■ **Task prompt**
Where the line with "repository b12d86dc89057690" appears below, start writing out lines exactly, and finish with the line with "budget, in characters.", which is included; write out nothing else.

Records excerpted from a collection:
----
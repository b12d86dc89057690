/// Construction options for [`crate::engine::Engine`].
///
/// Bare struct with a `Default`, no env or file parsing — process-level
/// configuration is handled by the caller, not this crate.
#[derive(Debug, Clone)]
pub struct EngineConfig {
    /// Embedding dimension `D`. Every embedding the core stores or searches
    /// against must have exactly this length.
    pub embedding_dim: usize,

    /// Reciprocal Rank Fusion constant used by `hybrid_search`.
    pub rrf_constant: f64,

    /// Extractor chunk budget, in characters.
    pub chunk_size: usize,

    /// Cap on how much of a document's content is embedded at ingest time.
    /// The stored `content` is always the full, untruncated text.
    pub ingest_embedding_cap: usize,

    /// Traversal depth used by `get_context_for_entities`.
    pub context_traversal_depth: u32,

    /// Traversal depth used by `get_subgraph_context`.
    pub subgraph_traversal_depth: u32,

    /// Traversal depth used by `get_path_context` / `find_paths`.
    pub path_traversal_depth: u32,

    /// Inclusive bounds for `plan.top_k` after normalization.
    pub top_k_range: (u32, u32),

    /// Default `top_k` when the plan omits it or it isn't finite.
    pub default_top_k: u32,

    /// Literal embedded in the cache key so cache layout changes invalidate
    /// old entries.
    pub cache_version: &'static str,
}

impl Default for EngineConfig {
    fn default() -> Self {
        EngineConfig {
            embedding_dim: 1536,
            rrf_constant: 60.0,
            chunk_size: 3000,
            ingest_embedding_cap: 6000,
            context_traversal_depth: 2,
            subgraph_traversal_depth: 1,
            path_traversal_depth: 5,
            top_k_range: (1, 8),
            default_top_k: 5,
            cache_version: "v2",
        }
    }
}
----
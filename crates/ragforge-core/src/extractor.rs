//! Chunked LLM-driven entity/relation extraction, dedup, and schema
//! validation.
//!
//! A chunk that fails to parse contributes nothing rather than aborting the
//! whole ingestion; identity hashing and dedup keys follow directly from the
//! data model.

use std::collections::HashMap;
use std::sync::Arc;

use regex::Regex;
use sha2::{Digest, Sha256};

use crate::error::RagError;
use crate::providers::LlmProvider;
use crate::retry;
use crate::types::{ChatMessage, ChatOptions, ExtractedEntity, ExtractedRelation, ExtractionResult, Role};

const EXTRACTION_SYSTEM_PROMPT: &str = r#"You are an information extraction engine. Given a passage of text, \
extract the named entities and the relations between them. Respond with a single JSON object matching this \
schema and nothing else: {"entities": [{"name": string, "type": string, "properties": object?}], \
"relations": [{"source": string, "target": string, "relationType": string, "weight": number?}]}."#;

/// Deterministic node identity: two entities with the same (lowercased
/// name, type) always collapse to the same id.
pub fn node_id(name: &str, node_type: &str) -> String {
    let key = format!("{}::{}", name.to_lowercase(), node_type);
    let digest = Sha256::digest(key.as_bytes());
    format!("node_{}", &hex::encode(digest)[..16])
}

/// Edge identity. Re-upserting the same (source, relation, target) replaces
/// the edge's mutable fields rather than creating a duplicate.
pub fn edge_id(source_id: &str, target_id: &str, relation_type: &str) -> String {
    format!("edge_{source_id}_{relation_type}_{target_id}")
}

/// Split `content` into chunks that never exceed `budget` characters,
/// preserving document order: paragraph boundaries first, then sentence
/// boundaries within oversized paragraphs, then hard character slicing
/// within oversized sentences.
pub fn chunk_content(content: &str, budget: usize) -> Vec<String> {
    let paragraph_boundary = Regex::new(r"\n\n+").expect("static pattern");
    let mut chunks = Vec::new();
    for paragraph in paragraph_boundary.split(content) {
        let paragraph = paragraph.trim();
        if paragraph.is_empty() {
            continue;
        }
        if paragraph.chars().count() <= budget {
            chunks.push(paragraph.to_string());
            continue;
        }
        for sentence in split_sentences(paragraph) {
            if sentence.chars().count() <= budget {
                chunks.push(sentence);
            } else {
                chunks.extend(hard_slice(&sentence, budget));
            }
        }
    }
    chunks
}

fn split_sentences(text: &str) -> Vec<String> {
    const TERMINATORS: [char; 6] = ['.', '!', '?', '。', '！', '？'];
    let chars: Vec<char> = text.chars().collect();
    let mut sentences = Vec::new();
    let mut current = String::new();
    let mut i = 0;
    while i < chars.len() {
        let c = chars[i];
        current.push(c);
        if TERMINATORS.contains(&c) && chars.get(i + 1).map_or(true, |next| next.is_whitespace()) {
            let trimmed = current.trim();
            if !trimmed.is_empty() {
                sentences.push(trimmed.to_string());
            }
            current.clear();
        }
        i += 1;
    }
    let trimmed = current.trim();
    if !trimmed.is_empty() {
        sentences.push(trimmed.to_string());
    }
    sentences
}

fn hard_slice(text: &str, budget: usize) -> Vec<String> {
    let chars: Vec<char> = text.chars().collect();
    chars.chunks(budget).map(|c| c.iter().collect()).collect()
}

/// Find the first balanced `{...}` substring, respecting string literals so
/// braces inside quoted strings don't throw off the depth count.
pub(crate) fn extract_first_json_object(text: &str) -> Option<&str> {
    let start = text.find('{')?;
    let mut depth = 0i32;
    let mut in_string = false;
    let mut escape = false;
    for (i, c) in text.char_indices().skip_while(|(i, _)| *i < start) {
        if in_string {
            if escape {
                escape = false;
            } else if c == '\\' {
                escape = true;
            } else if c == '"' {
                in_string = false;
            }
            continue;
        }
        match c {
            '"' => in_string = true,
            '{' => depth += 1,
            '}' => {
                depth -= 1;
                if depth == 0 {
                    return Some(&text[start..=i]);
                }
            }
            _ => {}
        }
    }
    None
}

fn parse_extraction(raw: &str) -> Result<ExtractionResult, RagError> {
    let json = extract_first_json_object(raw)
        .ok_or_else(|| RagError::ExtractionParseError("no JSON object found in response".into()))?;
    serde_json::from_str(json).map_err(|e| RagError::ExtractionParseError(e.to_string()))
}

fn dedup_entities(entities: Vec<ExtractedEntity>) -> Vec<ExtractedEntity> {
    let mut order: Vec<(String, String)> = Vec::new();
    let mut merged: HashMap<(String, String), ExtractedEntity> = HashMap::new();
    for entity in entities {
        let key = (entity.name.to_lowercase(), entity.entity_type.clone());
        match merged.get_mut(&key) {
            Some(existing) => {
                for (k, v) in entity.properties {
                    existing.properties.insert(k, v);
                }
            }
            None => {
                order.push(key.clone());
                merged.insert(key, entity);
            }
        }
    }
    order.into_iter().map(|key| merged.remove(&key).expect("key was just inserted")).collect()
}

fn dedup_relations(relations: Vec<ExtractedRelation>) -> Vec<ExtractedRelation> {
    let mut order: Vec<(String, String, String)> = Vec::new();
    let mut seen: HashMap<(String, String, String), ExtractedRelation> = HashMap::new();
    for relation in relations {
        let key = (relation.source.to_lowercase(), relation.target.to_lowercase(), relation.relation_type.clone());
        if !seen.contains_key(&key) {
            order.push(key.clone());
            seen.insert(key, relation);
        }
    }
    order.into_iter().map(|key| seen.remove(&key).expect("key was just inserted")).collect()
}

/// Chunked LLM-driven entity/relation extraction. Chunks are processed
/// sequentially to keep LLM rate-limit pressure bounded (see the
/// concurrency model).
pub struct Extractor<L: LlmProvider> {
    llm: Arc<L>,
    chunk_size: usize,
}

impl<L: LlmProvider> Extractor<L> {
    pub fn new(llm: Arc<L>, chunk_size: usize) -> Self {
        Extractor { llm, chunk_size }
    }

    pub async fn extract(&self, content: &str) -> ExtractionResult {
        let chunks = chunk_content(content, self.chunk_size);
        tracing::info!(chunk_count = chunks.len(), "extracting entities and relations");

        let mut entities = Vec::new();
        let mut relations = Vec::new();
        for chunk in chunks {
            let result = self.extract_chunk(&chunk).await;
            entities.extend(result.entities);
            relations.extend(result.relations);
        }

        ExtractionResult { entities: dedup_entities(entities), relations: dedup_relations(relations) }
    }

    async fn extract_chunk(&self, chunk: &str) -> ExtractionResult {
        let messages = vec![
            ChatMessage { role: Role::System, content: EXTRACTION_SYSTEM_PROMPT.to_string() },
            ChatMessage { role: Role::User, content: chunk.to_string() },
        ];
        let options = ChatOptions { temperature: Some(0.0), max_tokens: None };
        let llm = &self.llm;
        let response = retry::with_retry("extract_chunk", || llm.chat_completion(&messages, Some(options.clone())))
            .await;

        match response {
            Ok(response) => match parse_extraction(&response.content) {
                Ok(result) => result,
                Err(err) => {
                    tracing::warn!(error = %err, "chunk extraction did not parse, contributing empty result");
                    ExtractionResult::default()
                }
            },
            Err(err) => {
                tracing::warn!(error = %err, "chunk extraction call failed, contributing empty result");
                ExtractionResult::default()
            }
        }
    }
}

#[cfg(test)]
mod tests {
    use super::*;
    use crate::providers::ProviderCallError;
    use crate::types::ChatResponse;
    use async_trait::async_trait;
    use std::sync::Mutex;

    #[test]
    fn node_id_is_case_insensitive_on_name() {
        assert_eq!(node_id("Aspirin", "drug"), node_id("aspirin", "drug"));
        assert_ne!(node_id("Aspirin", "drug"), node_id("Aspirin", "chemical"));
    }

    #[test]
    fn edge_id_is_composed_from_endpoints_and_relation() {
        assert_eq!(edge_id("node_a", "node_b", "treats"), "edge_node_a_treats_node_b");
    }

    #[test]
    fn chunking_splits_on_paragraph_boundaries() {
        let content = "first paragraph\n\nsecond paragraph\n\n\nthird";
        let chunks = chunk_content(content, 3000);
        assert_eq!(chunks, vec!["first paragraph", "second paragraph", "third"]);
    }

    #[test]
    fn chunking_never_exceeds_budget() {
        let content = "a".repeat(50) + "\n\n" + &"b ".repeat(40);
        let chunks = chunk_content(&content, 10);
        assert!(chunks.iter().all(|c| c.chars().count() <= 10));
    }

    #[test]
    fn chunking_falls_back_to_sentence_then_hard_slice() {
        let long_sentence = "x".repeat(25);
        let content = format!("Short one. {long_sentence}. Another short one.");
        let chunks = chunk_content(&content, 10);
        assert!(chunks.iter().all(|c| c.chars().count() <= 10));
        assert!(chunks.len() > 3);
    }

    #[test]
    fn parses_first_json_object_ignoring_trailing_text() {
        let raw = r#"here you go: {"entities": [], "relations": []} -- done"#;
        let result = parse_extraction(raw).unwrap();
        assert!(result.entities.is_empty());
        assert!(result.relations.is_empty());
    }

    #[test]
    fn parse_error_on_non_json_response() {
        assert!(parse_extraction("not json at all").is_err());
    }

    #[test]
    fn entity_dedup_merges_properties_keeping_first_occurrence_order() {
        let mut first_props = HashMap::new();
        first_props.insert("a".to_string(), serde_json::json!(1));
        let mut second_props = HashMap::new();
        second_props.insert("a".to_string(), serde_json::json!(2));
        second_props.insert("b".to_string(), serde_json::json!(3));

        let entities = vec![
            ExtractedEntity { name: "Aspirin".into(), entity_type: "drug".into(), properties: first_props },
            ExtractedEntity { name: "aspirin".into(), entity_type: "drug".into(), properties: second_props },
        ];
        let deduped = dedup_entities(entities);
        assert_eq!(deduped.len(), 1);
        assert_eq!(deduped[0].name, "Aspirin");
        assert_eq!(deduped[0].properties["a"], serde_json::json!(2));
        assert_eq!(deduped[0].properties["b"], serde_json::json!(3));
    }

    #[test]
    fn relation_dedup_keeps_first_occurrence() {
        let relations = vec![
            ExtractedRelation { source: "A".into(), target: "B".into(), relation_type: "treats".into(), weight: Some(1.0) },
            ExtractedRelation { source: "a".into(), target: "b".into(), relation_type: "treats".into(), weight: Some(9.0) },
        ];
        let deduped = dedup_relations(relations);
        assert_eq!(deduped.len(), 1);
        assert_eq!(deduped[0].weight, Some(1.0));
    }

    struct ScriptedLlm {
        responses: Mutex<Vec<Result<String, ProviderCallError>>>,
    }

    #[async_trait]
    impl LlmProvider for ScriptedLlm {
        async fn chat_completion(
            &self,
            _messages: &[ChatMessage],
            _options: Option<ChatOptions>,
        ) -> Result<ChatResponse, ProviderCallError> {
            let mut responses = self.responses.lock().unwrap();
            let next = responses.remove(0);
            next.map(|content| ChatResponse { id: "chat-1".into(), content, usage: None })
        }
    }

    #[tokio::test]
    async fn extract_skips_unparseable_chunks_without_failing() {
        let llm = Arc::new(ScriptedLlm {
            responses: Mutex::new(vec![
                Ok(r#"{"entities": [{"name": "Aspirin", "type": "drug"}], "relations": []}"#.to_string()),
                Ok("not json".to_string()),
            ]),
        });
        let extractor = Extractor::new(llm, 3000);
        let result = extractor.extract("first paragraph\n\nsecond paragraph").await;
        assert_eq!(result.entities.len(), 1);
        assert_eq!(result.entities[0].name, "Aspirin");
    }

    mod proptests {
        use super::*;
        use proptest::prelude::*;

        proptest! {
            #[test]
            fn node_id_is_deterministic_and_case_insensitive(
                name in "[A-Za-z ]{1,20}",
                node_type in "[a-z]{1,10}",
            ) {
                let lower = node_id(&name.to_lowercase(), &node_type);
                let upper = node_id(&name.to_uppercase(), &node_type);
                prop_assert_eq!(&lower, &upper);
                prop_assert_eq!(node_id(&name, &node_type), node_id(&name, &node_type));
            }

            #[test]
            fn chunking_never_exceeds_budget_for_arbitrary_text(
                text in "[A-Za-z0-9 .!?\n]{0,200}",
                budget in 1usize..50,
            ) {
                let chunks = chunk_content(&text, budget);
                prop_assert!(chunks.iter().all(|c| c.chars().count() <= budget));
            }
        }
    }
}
----
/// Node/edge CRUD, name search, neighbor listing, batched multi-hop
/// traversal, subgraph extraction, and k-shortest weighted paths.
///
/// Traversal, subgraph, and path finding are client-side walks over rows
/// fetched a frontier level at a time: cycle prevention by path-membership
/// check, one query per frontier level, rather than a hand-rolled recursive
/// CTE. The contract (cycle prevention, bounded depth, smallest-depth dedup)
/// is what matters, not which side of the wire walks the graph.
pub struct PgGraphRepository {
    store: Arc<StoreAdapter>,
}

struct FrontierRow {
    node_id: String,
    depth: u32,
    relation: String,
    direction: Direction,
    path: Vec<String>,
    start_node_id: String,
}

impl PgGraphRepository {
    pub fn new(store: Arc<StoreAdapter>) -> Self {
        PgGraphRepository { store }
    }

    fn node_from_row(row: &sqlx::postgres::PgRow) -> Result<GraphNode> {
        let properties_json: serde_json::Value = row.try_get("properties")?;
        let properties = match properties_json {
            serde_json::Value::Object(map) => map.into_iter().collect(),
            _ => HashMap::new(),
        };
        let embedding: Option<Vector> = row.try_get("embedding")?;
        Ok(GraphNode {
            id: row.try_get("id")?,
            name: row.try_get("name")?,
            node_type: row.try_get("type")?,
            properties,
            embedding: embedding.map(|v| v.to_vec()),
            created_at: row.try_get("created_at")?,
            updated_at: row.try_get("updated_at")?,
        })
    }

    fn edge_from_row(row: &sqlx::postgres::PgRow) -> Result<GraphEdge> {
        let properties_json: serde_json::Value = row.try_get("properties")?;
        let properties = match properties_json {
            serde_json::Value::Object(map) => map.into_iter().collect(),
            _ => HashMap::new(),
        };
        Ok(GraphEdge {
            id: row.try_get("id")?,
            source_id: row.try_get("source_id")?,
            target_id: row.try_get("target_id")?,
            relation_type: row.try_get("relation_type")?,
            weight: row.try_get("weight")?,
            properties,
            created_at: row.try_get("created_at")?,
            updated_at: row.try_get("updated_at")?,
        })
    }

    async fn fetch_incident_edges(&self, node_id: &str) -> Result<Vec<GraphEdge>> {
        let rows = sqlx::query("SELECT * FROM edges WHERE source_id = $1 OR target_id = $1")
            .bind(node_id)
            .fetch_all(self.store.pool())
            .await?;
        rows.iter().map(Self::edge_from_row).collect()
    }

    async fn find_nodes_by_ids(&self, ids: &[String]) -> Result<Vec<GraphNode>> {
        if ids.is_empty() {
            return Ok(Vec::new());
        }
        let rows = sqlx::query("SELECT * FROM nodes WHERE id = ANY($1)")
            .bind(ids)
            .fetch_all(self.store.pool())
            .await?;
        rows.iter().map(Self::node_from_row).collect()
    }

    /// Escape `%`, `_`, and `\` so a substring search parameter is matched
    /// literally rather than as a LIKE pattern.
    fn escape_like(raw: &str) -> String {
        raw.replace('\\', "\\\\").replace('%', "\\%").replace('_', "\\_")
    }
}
----
■ **Response to the exercise**
repository b12d86dc89057690
/// Construction options for [`crate::engine::Engine`].
///
/// Bare struct with a `Default`, no env or file parsing — process-level
/// configuration is handled by the caller, not this crate.
#[derive(Debug, Clone)]
pub struct EngineConfig {
    /// Embedding dimension `D`. Every embedding the core stores or searches
    /// against must have exactly this length.
    pub embedding_dim: usize,

    /// Reciprocal Rank Fusion constant used by `hybrid_search`.
    pub rrf_constant: f64,

    /// Extractor chunk budget, in characters.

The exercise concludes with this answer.